Interpretation of CEMP(s) and CEMP(s + r) Stars with AGB Models
S. Bisterzo (1), R. Gallino (1), O. Straniero (2), W. Aoki (3,4) ((1), Dipartimento di Fisica Generale, Universit\`a di Torino, Torino, Italy (2), INAF Osservatorio Astronomico di Collurania, Teramo, Italy (3) National, Astronomical Observatory of Japan, Tokyo

TL;DR
This paper compares AGB star models with observed CEMP stars to understand their s-process element enrichment, considering initial conditions and binary evolution, and discusses specific cases including r-process enrichment.
Contribution
It provides a detailed analysis of CEMP(s) and CEMP(s+r) stars using AGB models with varying parameters, offering new insights into their nucleosynthesis history and initial conditions.
Findings
AGB models can explain observed s-process distributions with different initial masses.
Na and Mg abundances serve as indicators of initial AGB mass.

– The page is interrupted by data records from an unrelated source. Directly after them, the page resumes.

use std::net::SocketAddr;

/// The local and peer addresses of a connection.
#[derive(Clone, Copy, Debug, Eq, PartialEq)]
pub struct Addr {
    pub local: SocketAddr,
    pub peer: SocketAddr,
}
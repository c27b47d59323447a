//! TTL semantics over the wire.

mod support;

use std::time::Duration;
use support::*;

#[tokio::test]
async fn set_with_ttl_expires() {
    let server = TestServer::start().await;
    let mut client = server.client().await;

    assert_str(&client.run(cmd![b"SET", b"foo", b"bar", b"PX", b"80"]).await, "OK");
    assert_str(&client.run(cmd![b"GET", b"foo"]).await, "bar");

    tokio::time::sleep(Duration::from_millis(150)).await;
    assert_nil(&client.run(cmd![b"GET", b"foo"]).await);
    assert_int(&client.run(cmd![b"EXISTS", b"foo"]).await, 0);
    assert_int(&client.run(cmd![b"TTL", b"foo"]).await, -2);
}

#[tokio::test]
async fn ttl_reports_state() {
    let server = TestServer::start().await;
    let mut client = server.client().await;

    assert_int(&client.run(cmd![b"TTL", b"missing"]).await, -2);

    client.run(cmd![b"SET", b"k", b"v"]).await;
    assert_int(&client.run(cmd![b"TTL", b"k"]).await, -1);

    assert_int(&client.run(cmd![b"EXPIRE", b"k", b"100"]).await, 1);
    let ttl = int_of(&client.run(cmd![b"TTL", b"k"]).await);
    assert!((95..=100).contains(&ttl), "ttl {ttl}");

    let pttl = int_of(&client.run(cmd![b"PTTL", b"k"]).await);
    assert!((95_000..=100_000).contains(&pttl), "pttl {pttl}");
}

#[tokio::test]
async fn persist_clears_exactly_once() {
    let server = TestServer::start().await;
    let mut client = server.client().await;

    client.run(cmd![b"SET", b"k", b"v"]).await;
    client.run(cmd![b"EXPIRE", b"k", b"100"]).await;
    assert_int(&client.run(cmd![b"PERSIST", b"k"]).await, 1);
    assert_int(&client.run(cmd![b"PERSIST", b"k"]).await, 0);
    assert_int(&client.run(cmd![b"TTL", b"k"]).await, -1);
}

#[tokio::test]
async fn set_clears_ttl_keepttl_preserves() {
    let server = TestServer::start().await;
    let mut client = server.client().await;

    client.run(cmd![b"SET", b"k", b"v", b"EX", b"100"]).await;
    client.run(cmd![b"SET", b"k", b"w"]).await;
    assert_int(&client.run(cmd![b"TTL", b"k"]).await, -1);

    client.run(cmd![b"SET", b"k", b"v", b"EX", b"100"]).await;
    client.run(cmd![b"SET", b"k", b"w", b"KEEPTTL"]).await;
    assert!(int_of(&client.run(cmd![b"TTL", b"k"]).await) > 0);
}

#[tokio::test]
async fn expire_with_past_deadline_deletes() {
    let server = TestServer::start().await;
    let mut client = server.client().await;

    client.run(cmd![b"SET", b"k", b"v"]).await;
    assert_int(&client.run(cmd![b"EXPIRE", b"k", b"-1"]).await, 1);
    assert_int(&client.run(cmd![b"EXISTS", b"k"]).await, 0);

    client.run(cmd![b"SET", b"k", b"v"]).await;
    assert_int(&client.run(cmd![b"EXPIREAT", b"k", b"1"]).await, 1);
    assert_int(&client.run(cmd![b"EXISTS", b"k"]).await, 0);
}

#[tokio::test]
async fn active_expiry_removes_idle_keys() {
    let server = TestServer::start().await;
    let mut client = server.client().await;

    for i in 0..50 {
        let key = format!("volatile:{i}");
        client.run(cmd![b"SET", key.as_bytes(), b"x", b"PX", b"40"]).await;
    }

    // Without any reads, the timer sweep alone should reclaim them.
    tokio::time::sleep(Duration::from_millis(1200)).await;
    let size = int_of(&client.run(cmd![b"DBSIZE"]).await);
    assert_eq!(size, 0, "{size} keys survived the sweep");
}

#[tokio::test]
async fn setex_rejects_bad_ttls() {
    let server = TestServer::start().await;
    let mut client = server.client().await;

    let error = error_of(&client.run(cmd![b"SETEX", b"k", b"0", b"v"]).await);
    assert!(error.contains("invalid expire time"), "{error}");
    let error = error_of(&client.run(cmd![b"SETEX", b"k", b"-5", b"v"]).await);
    assert!(error.contains("invalid expire time"), "{error}");

    assert_str(&client.run(cmd![b"SETEX", b"k", b"100", b"v"]).await, "OK");
    assert!(int_of(&client.run(cmd![b"TTL", b"k"]).await) > 0);
}
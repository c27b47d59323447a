use crate::{
    client::{Argument, Client, Tx},
    command::{Arity, Command, CommandKind, CommandResult, Keys},
    reply::{Reply, ReplyError},
    store::Store,
};

pub static MULTI: Command = Command {
    kind: CommandKind::Multi,
    name: "multi",
    arity: Arity::Exact(1),
    run: multi,
    keys: Keys::None,
    readonly: false,
    admin: false,
    noscript: true,
    pubsub: false,
    write: false,
};

fn multi(client: &mut Client, _: &Store) -> CommandResult {
    if client.tx() != Tx::None {
        return Err(ReplyError::MultiNested.into());
    }
    debug_assert!(client.queue.is_empty());
    client.set_tx(Tx::Some(0));
    client.reply("OK");
    Ok(())
}

pub static EXEC: Command = Command {
    kind: CommandKind::Exec,
    name: "exec",
    arity: Arity::Exact(1),
    run: exec,
    keys: Keys::None,
    readonly: false,
    admin: false,
    noscript: true,
    pubsub: false,
    write: false,
};

fn exec(client: &mut Client, store: &Store) -> CommandResult {
    let count = match client.set_tx(Tx::None) {
        Tx::None => return Err(ReplyError::ExecWithoutMulti.into()),
        Tx::Error(_) => {
            client.queue.clear();
            store.unwatch(client.id);
            return Err(ReplyError::ExecAbort.into());
        }
        Tx::Some(count) => count,
    };

    // Exclusive execution: no other connection commits a write between
    // the dirty check and the last queued command.
    let exec_guard = store.exec_lock.write();

    if store.is_dirty(client.id) {
        client.queue.clear();
        store.unwatch(client.id);
        drop(exec_guard);
        return Err(Reply::Nil);
    }

    // Clear the transaction state before re-dispatching so the queued
    // commands don't queue again.
    store.unwatch(client.id);
    client.reply(Reply::Array(count));
    client.in_exec = true;
    client.request.clear();

    for _ in 0..count {
        while let Some(argument) = client.queue.pop_front() {
            match argument {
                Argument::Push(argument) => client.request.push_back(argument),
                Argument::End => break,
            }
        }
        client.run(store);
        client.request.clear();
    }

    client.queue.clear();
    client.in_exec = false;
    drop(exec_guard);
    Ok(())
}

pub static DISCARD: Command = Command {
    kind: CommandKind::Discard,
    name: "discard",
    arity: Arity::Exact(1),
    run: discard,
    keys: Keys::None,
    readonly: false,
    admin: false,
    noscript: true,
    pubsub: false,
    write: false,
};

fn discard(client: &mut Client, store: &Store) -> CommandResult {
    if client.tx() == Tx::None {
        return Err(ReplyError::DiscardWithoutMulti.into());
    }
    client.discard(store);
    client.reply("OK");
    Ok(())
}

pub static WATCH: Command = Command {
    kind: CommandKind::Watch,
    name: "watch",
    arity: Arity::Minimum(2),
    run: watch,
    keys: Keys::All,
    readonly: false,
    admin: false,
    noscript: true,
    pubsub: false,
    write: false,
};

fn watch(client: &mut Client, store: &Store) -> CommandResult {
    if client.tx() != Tx::None {
        return Err(ReplyError::WatchInMulti.into());
    }
    while let Some(key) = client.request.try_pop() {
        store.watch(client.db, key, client.id);
    }
    client.reply("OK");
    Ok(())
}

pub static UNWATCH: Command = Command {
    kind: CommandKind::Unwatch,
    name: "unwatch",
    arity: Arity::Exact(1),
    run: unwatch,
    keys: Keys::None,
    readonly: false,
    admin: false,
    noscript: true,
    pubsub: false,
    write: false,
};

fn unwatch(client: &mut Client, store: &Store) -> CommandResult {
    store.unwatch(client.id);
    client.reply("OK");
    Ok(())
}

Some CEMP(s+r) stars show evidence of pre-enrichment in r-process elements.
Abstract
Asymptotic Giant Branch (AGB) stars play a fundamental role in the s-process nucleosynthesis during their thermal pulsing phase. The theoretical predictions obtained by AGB models at different masses, s-process efficiencies, dilution factors and initial r-enrichment, are compared with spectroscopic observations of Carbon-Enhanced Metal-Poor stars enriched in s-process elements, CEMP(s), collected from the literature. We discuss here five stars as example, CS 22880-074, CS 22942-019, CS 29526-110, HE 0202-2204, and LP 625-44. All these objects lie on the main-sequence or on the giant phase, clearly before the TP-AGB stage: the hypothesis of mass transfer from an AGB companion, would explain the observed s-process enhancement. CS 29526-110 and LP 625-44 are CEMP(s+r) objects, and are interpreted assuming that the molecular cloud, from which the binary system formed, was already enriched…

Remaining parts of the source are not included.